Stored items

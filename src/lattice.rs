//! Image-plane lattice.
//!
//! The (x, y, 0) coordinates of every pixel of an `ny × nx` image, centred and
//! scaled to `[-1, 1)`. The upper endpoint is excluded so that the origin sits
//! exactly on a pixel, matching the layout of a centred Fourier transform.

use crate::{Matrix3, Vector3};

/// Pixel coordinates of an `ny × nx` image, row-major (row = y, column = x).
#[derive(Debug, Clone, PartialEq)]
pub struct Lattice {
    ny: usize,
    nx: usize,
    points: Vec<Vector3>,
}

impl Lattice {
    /// Build the lattice for an image of `ny` rows and `nx` columns.
    ///
    /// Panics when either dimension is zero.
    pub fn new(ny: usize, nx: usize) -> Self {
        assert!(ny > 0 && nx > 0, "lattice dimensions must be > 0");
        let xs = centered_axis(nx);
        let ys = centered_axis(ny);
        let mut points = Vec::with_capacity(ny * nx);
        for &y in &ys {
            for &x in &xs {
                points.push(Vector3::new(x, y, 0.0));
            }
        }
        Self { ny, nx, points }
    }

    pub fn ny(&self) -> usize {
        self.ny
    }

    pub fn nx(&self) -> usize {
        self.nx
    }

    /// Number of points (`ny * nx`).
    pub fn len(&self) -> usize {
        self.points.len()
    }

    pub fn is_empty(&self) -> bool {
        self.points.is_empty()
    }

    pub fn points(&self) -> &[Vector3] {
        &self.points
    }

    /// Lattice expressed in the model frame for orientation `rot`.
    ///
    /// Points are treated as row vectors multiplied on the right, `p · R`,
    /// which is `Rᵀ p` for column vectors.
    pub fn rotate(&self, rot: &Matrix3) -> Vec<Vector3> {
        let rt = rot.transpose();
        self.points.iter().map(|p| rt * p).collect()
    }
}

/// `n` samples from -1 (inclusive) to 1 (exclusive).
fn centered_axis(n: usize) -> Vec<f32> {
    (0..n)
        .map(|i| (-1.0 + 2.0 * i as f64 / n as f64) as f32)
        .collect()
}

#[cfg(test)]
mod tests {
    use super::*;
    use approx::assert_relative_eq;

    #[test]
    fn lattice_layout() {
        let lat = Lattice::new(2, 4);
        assert_eq!(lat.len(), 8);
        let pts = lat.points();
        assert_eq!(pts[0], Vector3::new(-1.0, -1.0, 0.0));
        assert_eq!(pts[1], Vector3::new(-0.5, -1.0, 0.0));
        assert_eq!(pts[3], Vector3::new(0.5, -1.0, 0.0));
        assert_eq!(pts[4], Vector3::new(-1.0, 0.0, 0.0));
        assert!(pts.iter().all(|p| p.x < 1.0 && p.y < 1.0 && p.z == 0.0));
    }

    #[test]
    fn odd_size_axis_spacing() {
        let lat = Lattice::new(3, 3);
        let xs: Vec<f32> = lat.points()[..3].iter().map(|p| p.x).collect();
        assert_relative_eq!(xs[0], -1.0);
        assert_relative_eq!(xs[1], -1.0 / 3.0, epsilon = 1e-7);
        assert_relative_eq!(xs[2], 1.0 / 3.0, epsilon = 1e-7);
    }

    #[test]
    fn rotate_uses_transpose() {
        let lat = Lattice::new(4, 4);
        // 90° about z: R e_x = e_y, so Rᵀ e_x = -e_y.
        let rot = *nalgebra::Rotation3::from_axis_angle(
            &nalgebra::Vector3::z_axis(),
            std::f32::consts::FRAC_PI_2,
        )
        .matrix();
        let rotated = lat.rotate(&rot);
        for (p, q) in lat.points().iter().zip(&rotated) {
            assert_relative_eq!(*q, rot.transpose() * p, epsilon = 1e-6);
            assert_relative_eq!(q.norm(), p.norm(), epsilon = 1e-6);
        }
        // (0.5, -1, 0) → (-1, -0.5, 0)
        assert_relative_eq!(rotated[3], Vector3::new(-1.0, -0.5, 0.0), epsilon = 1e-6);
    }
}
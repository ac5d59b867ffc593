//! Quaternion → rotation-matrix conversion.
//!
//! Grid quaternions are stored as `[w, x, y, z]` arrays and only turned into
//! matrices when handed to a scoring oracle. The conversion normalizes first,
//! so it is continuous in `q`, and `q` and `-q` map to the same matrix.

use nalgebra::{Quaternion, UnitQuaternion};
use rayon::prelude::*;

use crate::error::{Result, SearchError};
use crate::Matrix3;

/// Rotation matrix of a `(w, x, y, z)` quaternion.
///
/// Returns [`SearchError::DegenerateQuaternion`] for a zero-norm or
/// non-finite input instead of normalizing garbage.
pub fn quaternion_to_rotation(q: &[f32; 4]) -> Result<Matrix3> {
    let norm = q.iter().map(|c| c * c).sum::<f32>().sqrt();
    if !norm.is_finite() || norm <= f32::EPSILON {
        return Err(SearchError::DegenerateQuaternion { q: *q });
    }
    let unit = UnitQuaternion::from_quaternion(Quaternion::new(q[0], q[1], q[2], q[3]));
    Ok(unit.to_rotation_matrix().into_inner())
}

/// Batched [`quaternion_to_rotation`], order preserving.
pub fn quaternions_to_rotations(quats: &[[f32; 4]]) -> Result<Vec<Matrix3>> {
    quats.par_iter().map(quaternion_to_rotation).collect()
}
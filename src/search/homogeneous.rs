//! Search against a single shared density.

use tracing::debug;

use super::scoring::{argmin_rows, check_shape};
use super::{base_states, check_levels, descend, require_inference, PoseEstimate, SearchConfig};
use crate::batch::ImageBatch;
use crate::error::Result;
use crate::oracle::ScoringOracle;
use crate::so3_grid::base_grid;

/// Branch-and-bound search with no latent variable.
///
/// The base grid is scored in a single oracle call for the whole batch, since
/// the N0 base renderings are shared by every image.
#[derive(Debug, Clone, Default)]
pub struct HomogeneousSearch {
    pub config: SearchConfig,
}

impl HomogeneousSearch {
    pub fn new(config: SearchConfig) -> Self {
        Self { config }
    }

    /// Estimate the orientation of every image in `images`.
    ///
    /// Output `i` corresponds to image `i`. Fails before any oracle call when
    /// the model is in training mode.
    pub fn run<O: ScoringOracle + ?Sized>(
        &self,
        oracle: &O,
        images: ImageBatch<'_>,
    ) -> Result<Vec<PoseEstimate>> {
        require_inference(oracle)?;
        check_levels(&self.config)?;
        let b = images.len();
        if images.is_empty() {
            return Ok(Vec::new());
        }

        let grid = base_grid();
        debug!(
            "Homogeneous search: {} images of {}x{}, {} base cells, {} levels",
            b,
            images.ny(),
            images.nx(),
            grid.len(),
            self.config.niter
        );

        let errors = oracle.score_base_grid(images, grid.rotations(), None)?;
        check_shape(&errors, b, grid.len())?;
        let base = base_states(&argmin_rows(&errors)?);

        descend(oracle, images, None, base, self.config.niter)
    }
}
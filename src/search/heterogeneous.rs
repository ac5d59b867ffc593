//! Search with a per-image latent conformation.
//!
//! Unlike the homogeneous case no base rendering can be shared between
//! images, so scoring the base grid renders `B × 576` projections. To bound
//! working memory the batch is split into chunks of
//! `memory_budget_px / (ny * nx)` images; each chunk is scored against the full
//! base grid independently and the per-chunk argmins are concatenated back in
//! batch order. Chunking changes peak memory only, never the selections.

use tracing::debug;

use super::scoring::{argmin_rows, check_shape};
use super::{base_states, check_levels, descend, require_inference, PoseEstimate, SearchConfig};
use crate::batch::{ImageBatch, LatentBatch};
use crate::error::{Result, SearchError};
use crate::oracle::ScoringOracle;
use crate::so3_grid::base_grid;

/// Branch-and-bound search conditioned on one fixed latent vector per image.
#[derive(Debug, Clone, Default)]
pub struct HeterogeneousSearch {
    pub config: SearchConfig,
}

impl HeterogeneousSearch {
    pub fn new(config: SearchConfig) -> Self {
        Self { config }
    }

    /// Number of images per base-grid chunk for `ny × nx` images.
    ///
    /// Fails when the budget cannot fit a single image, or when `batch` is not
    /// an exact multiple of the chunk size. Images are never dropped or padded.
    pub fn chunk_size(&self, batch: usize, ny: usize, nx: usize) -> Result<usize> {
        let pixels = ny * nx;
        let chunk = self.config.memory_budget_px / pixels.max(1);
        if chunk == 0 || batch % chunk != 0 {
            return Err(SearchError::ChunkSize {
                batch,
                chunk,
                memory_budget_px: self.config.memory_budget_px,
                pixels,
            });
        }
        Ok(chunk)
    }

    /// Estimate the orientation of every image given its latent vector.
    ///
    /// `latents` must hold exactly one vector per image; the vectors are not
    /// re-estimated during the search. All preconditions are checked before
    /// the oracle is first invoked.
    pub fn run<O: ScoringOracle + ?Sized>(
        &self,
        oracle: &O,
        images: ImageBatch<'_>,
        latents: LatentBatch<'_>,
    ) -> Result<Vec<PoseEstimate>> {
        require_inference(oracle)?;
        check_levels(&self.config)?;
        let b = images.len();
        if latents.len() != b {
            return Err(SearchError::BatchMismatch {
                what: "latent vectors per image",
                expected: b,
                actual: latents.len(),
            });
        }
        let chunk = self.chunk_size(b, images.ny(), images.nx())?;
        if images.is_empty() {
            return Ok(Vec::new());
        }

        let grid = base_grid();
        debug!(
            "Heterogeneous search: {} images of {}x{} (z dim {}), {} chunks of {}, {} levels",
            b,
            images.ny(),
            images.nx(),
            latents.dim(),
            b / chunk,
            chunk,
            self.config.niter
        );

        let mut picks = Vec::with_capacity(b);
        for start in (0..b).step_by(chunk) {
            let errors = oracle.score_base_grid(
                images.slice(start, chunk),
                grid.rotations(),
                Some(latents.slice(start, chunk)),
            )?;
            check_shape(&errors, chunk, grid.len())?;
            picks.extend(argmin_rows(&errors)?);
        }
        let base = base_states(&picks);

        descend(oracle, images, Some(latents), base, self.config.niter)
    }
}
//! Refinement neighborhoods.

use super::{healpix, s1_angle, s1_cells, s2_cells, GridCell, GridCoords, NUM_NEIGHBORS};

/// The 8 children of `cell` at refinement `level`.
///
/// `cell` lives on the grid of resolution `level` (level 1 = the base grid),
/// and the children live on resolution `level + 1`, so every level halves
/// the angular cell size. Ordering: S2 children `4·s2 + 0..4` outer,
/// S1 children `2·s1 + 0..2` inner.
///
/// The children depend only on `cell.coords` and `level`. Panics when
/// `level == 0` or the coordinates are out of range for resolution `level`.
pub fn neighbors(cell: &GridCell, level: u32) -> [GridCell; NUM_NEIGHBORS] {
    assert!(level >= 1, "refinement levels start at 1");
    let GridCoords { s2, s1 } = cell.coords;
    assert!(
        s2 < s2_cells(level) && s1 < s1_cells(level),
        "coordinates ({s2}, {s1}) out of range for resolution {level}"
    );

    let child_res = level + 1;
    let mut out = [*cell; NUM_NEIGHBORS];
    let mut k = 0;
    for s2_child in 4 * s2..4 * s2 + 4 {
        let (theta, phi) = healpix::pix2ang_nest(child_res, s2_child);
        for s1_child in [2 * s1, 2 * s1 + 1] {
            let psi = s1_angle(child_res, s1_child);
            out[k] = GridCell {
                quat: super::hopf_to_quat(theta, phi, psi),
                coords: GridCoords {
                    s2: s2_child,
                    s1: s1_child,
                },
            };
            k += 1;
        }
    }
    out
}
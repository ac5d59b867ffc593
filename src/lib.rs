//! # cryopose
//!
//! Branch-and-bound **orientation search** for cryo-EM particle images against
//! a learned, continuous volumetric model.
//!
//! Given a batch of 2D images and a model that can render the projection of a
//! 3D density at any rotation (optionally conditioned on a per-image latent
//! conformation), `cryopose` finds, for every image, the rotation whose
//! rendering has the smallest squared reconstruction error, without a dense
//! rotation grid at the target resolution.
//!
//! ## Example
//!
//! ```no_run
//! use cryopose::{
//!     HomogeneousSearch, ImageBatch, ModelMode, RenderOracle, SearchConfig, Vector3,
//!     VolumeModel,
//! };
//!
//! struct Blob;
//!
//! impl VolumeModel for Blob {
//!     fn mode(&self) -> ModelMode {
//!         ModelMode::Inference
//!     }
//!     fn render(&self, coords: &[Vector3], _z: Option<&[f32]>) -> anyhow::Result<Vec<f32>> {
//!         Ok(coords.iter().map(|c| (-(c - Vector3::new(0.3, 0.0, 0.1)).norm_squared()).exp()).collect())
//!     }
//! }
//!
//! let (ny, nx) = (16, 16);
//! let oracle = RenderOracle::new(Blob, ny, nx);
//! let pixels: Vec<f32> = vec![0.0; 4 * ny * nx]; // four images
//! let images = ImageBatch::new(&pixels, ny, nx).unwrap();
//!
//! let poses = HomogeneousSearch::new(SearchConfig::new(5))
//!     .run(&oracle, images)
//!     .unwrap();
//! for pose in &poses {
//!     println!("error {:.3} at resolution {}:\n{}", pose.error, pose.resolution, pose.rotation);
//! }
//! ```
//!
//! ## Algorithm overview
//!
//! 1. **Base grid**: 576 rotations: 48 HEALPix viewing directions × 12
//!    in-plane angles, combined through the Hopf fibration
//! 2. **Base evaluation**: score every image against all 576 rotations and
//!    keep the argmin (lowest index on ties)
//! 3. **Refinement**: for each level, score only the 8 children (4 directions
//!    × 2 in-plane angles) of the current cell and descend into the best one;
//!    each level halves the angular step
//! 4. **Result**: the best cell seen along the descent, as a quaternion and
//!    a rotation matrix
//!
//! The heterogeneous variant conditions each call on a per-image latent
//! vector and scores the base grid in chunks bounded by a pixel budget.

mod batch;
pub mod error;
pub mod lattice;
pub mod oracle;
pub mod rotation;
pub mod search;
pub mod so3_grid;

pub use batch::{ImageBatch, LatentBatch};
pub use error::{Result, SearchError};
pub use lattice::Lattice;
pub use oracle::{ModelMode, RenderOracle, ScoringOracle, VolumeModel};
pub use rotation::{quaternion_to_rotation, quaternions_to_rotations};
pub use search::{
    HeterogeneousSearch, HomogeneousSearch, PoseEstimate, SearchConfig, SearchState,
};
pub use so3_grid::{base_grid, base_index_to_coords, neighbors, BaseGrid, GridCell, GridCoords};

// Commonly used types
// Rendering and scoring work in 32-bit floats; grid angles are computed in
// 64-bit and rounded once.
pub type Matrix3 = nalgebra::Matrix3<f32>;
pub type Vector3 = nalgebra::Vector3<f32>;
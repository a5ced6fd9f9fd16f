use std::path::PathBuf;
use std::process::Child;
use std::sync::{Mutex, MutexGuard};
use std::time::SystemTime;

/// Who initiated the capture.
#[derive(Debug, Clone, Copy, PartialEq, Eq)]
pub enum Mode {
    Manual,
    Auto,
}

impl Mode {
    pub fn label(self) -> &'static str {
        match self {
            Mode::Manual => "Manual",
            Mode::Auto => "Auto",
        }
    }
}

impl std::fmt::Display for Mode {
    fn fmt(&self, f: &mut std::fmt::Formatter<'_>) -> std::fmt::Result {
        f.write_str(self.label())
    }
}

/// An in-progress capture. The `Child` is the exclusive owner of the spawned
/// capture process; every path out of a session goes through the supervisor's
/// terminate-or-kill before the handle is dropped.
#[derive(Debug)]
pub struct Session {
    pub mode: Mode,
    pub started_at: SystemTime,
    pub target_file: PathBuf,
    pub process: Child,
}

/// Cloneable projection of the session used to answer reads.
#[derive(Debug, Clone, Default)]
pub struct Snapshot {
    pub active: bool,
    pub mode: Option<Mode>,
    pub started_at: Option<SystemTime>,
    pub target_file: Option<PathBuf>,
}

impl Snapshot {
    fn of(session: &Option<Session>) -> Self {
        match session {
            Some(s) => Snapshot {
                active: true,
                mode: Some(s.mode),
                started_at: Some(s.started_at),
                target_file: Some(s.target_file.clone()),
            },
            None => Snapshot::default(),
        }
    }
}

/// How a non-blocking read was answered.
#[derive(Debug, Clone)]
pub enum StateReading {
    /// The primary lock was free; this is the live session state.
    Authoritative(Snapshot),
    /// The lock was held by an in-flight start/stop; this is the last
    /// snapshot taken under the lock, stale by at most that operation.
    Cached(Snapshot),
}

impl StateReading {
    pub fn snapshot(self) -> Snapshot {
        match self {
            StateReading::Authoritative(s) | StateReading::Cached(s) => s,
        }
    }

    pub fn is_authoritative(&self) -> bool {
        matches!(self, StateReading::Authoritative(_))
    }
}

/// Single source of truth for the recording session. One mutex guards the
/// session proper; a shadow snapshot behind a second short-hold mutex answers
/// reads that arrive while a start/stop holds the primary lock. The cache is
/// only ever written inside the primary lock's critical section, so it can
/// never run ahead of the authoritative state.
#[derive(Debug, Default)]
pub struct SessionStore {
    session: Mutex<Option<Session>>,
    cache: Mutex<Snapshot>,
}

impl SessionStore {
    pub fn new() -> Self {
        Self::default()
    }

    fn lock(&self) -> MutexGuard<'_, Option<Session>> {
        self.session.lock().unwrap_or_else(|e| e.into_inner())
    }

    fn refresh_cache(&self, guard: &Option<Session>) -> Snapshot {
        let snapshot = Snapshot::of(guard);
        *self.cache.lock().unwrap_or_else(|e| e.into_inner()) = snapshot.clone();
        snapshot
    }

    /// Authoritative read. Waits for any in-flight start/stop; only the
    /// worker and monitor threads may use this.
    pub fn read_blocking(&self) -> Snapshot {
        let guard = self.lock();
        self.refresh_cache(&guard)
    }

    /// Non-blocking read for the render loop: falls back to the cached
    /// snapshot instead of waiting on the primary lock.
    pub fn read(&self) -> StateReading {
        match self.session.try_lock() {
            Ok(guard) => StateReading::Authoritative(self.refresh_cache(&guard)),
            Err(std::sync::TryLockError::WouldBlock) => StateReading::Cached(
                self.cache.lock().unwrap_or_else(|e| e.into_inner()).clone(),
            ),
            Err(std::sync::TryLockError::Poisoned(e)) => {
                StateReading::Authoritative(self.refresh_cache(&e.into_inner()))
            }
        }
    }

    /// Installs a new active session. If one is already present the new
    /// session is handed back so the caller can reap its process; the
    /// coordinator treats that as a lost race.
    pub fn begin(&self, session: Session) -> Result<(), Session> {
        let mut guard = self.lock();
        if guard.is_some() {
            return Err(session);
        }
        *guard = Some(session);
        self.refresh_cache(&guard);
        Ok(())
    }

    /// Removes and returns the active session, leaving the store idle. The
    /// caller terminates the process and renames the file outside the lock.
    pub fn take(&self) -> Option<Session> {
        let mut guard = self.lock();
        let session = guard.take();
        self.refresh_cache(&guard);
        session
    }
}

#[cfg(test)]
mod tests {
    use super::*;
    use std::process::Command;
    use std::time::{Duration, Instant};

    fn spawned_session(mode: Mode) -> Session {
        let process = Command::new("sleep")
            .arg("30")
            .spawn()
            .expect("spawn sleep");
        Session {
            mode,
            started_at: SystemTime::now(),
            target_file: PathBuf::from("/tmp/recording_test.wav"),
            process,
        }
    }

    fn reap(mut session: Session) {
        let _ = session.process.kill();
        let _ = session.process.wait();
    }

    #[test]
    fn begin_take_roundtrip() {
        let store = SessionStore::new();
        assert!(!store.read_blocking().active);

        assert!(store.begin(spawned_session(Mode::Manual)).is_ok());
        let snap = store.read_blocking();
        assert!(snap.active);
        assert_eq!(snap.mode, Some(Mode::Manual));
        assert!(snap.target_file.is_some());

        let session = store.take().expect("active session");
        assert!(!store.read_blocking().active);
        assert!(store.take().is_none());
        reap(session);
    }

    #[test]
    fn begin_rejects_second_session() {
        let store = SessionStore::new();
        assert!(store.begin(spawned_session(Mode::Manual)).is_ok());
        let loser = store
            .begin(spawned_session(Mode::Auto))
            .expect_err("second begin must lose");
        reap(loser);
        // The first session is untouched.
        assert_eq!(store.read_blocking().mode, Some(Mode::Manual));
        reap(store.take().expect("first session"));
    }

    #[test]
    fn nonblocking_read_serves_cache_while_lock_held() {
        let store = SessionStore::new();
        assert!(store.begin(spawned_session(Mode::Auto)).is_ok());
        // Prime the cache, then hold the primary lock as an in-flight stop would.
        store.read_blocking();
        let guard = store.session.lock().expect("primary lock");

        let started = Instant::now();
        let reading = store.read();
        assert!(started.elapsed() < Duration::from_millis(10));
        assert!(!reading.is_authoritative());
        let snap = reading.snapshot();
        assert!(snap.active);
        assert_eq!(snap.mode, Some(Mode::Auto));

        drop(guard);
        assert!(store.read().is_authoritative());
        reap(store.take().expect("session"));
    }
}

■ Problem:
All that is needed is the opening run of the data, given again exactly: please include every line from the first through the line with "points.push(Vector3::new(x, y, 0.0));", both ends kept.

■ Response area:
filename src/lattice.rs
//! Image-plane lattice.
//!
//! The (x, y, 0) coordinates of every pixel of an `ny × nx` image, centred and
//! scaled to `[-1, 1)`. The upper endpoint is excluded so that the origin sits
//! exactly on a pixel, matching the layout of a centred Fourier transform.

use crate::{Matrix3, Vector3};

/// Pixel coordinates of an `ny × nx` image, row-major (row = y, column = x).
#[derive(Debug, Clone, PartialEq)]
pub struct Lattice {
    ny: usize,
    nx: usize,
    points: Vec<Vector3>,
}

impl Lattice {
    /// Build the lattice for an image of `ny` rows and `nx` columns.
    ///
    /// Panics when either dimension is zero.
    pub fn new(ny: usize, nx: usize) -> Self {
        assert!(ny > 0 && nx > 0, "lattice dimensions must be > 0");
        let xs = centered_axis(nx);
        let ys = centered_axis(ny);
        let mut points = Vec::with_capacity(ny * nx);
        for &y in &ys {
            for &x in &xs {
                points.push(Vector3::new(x, y, 0.0));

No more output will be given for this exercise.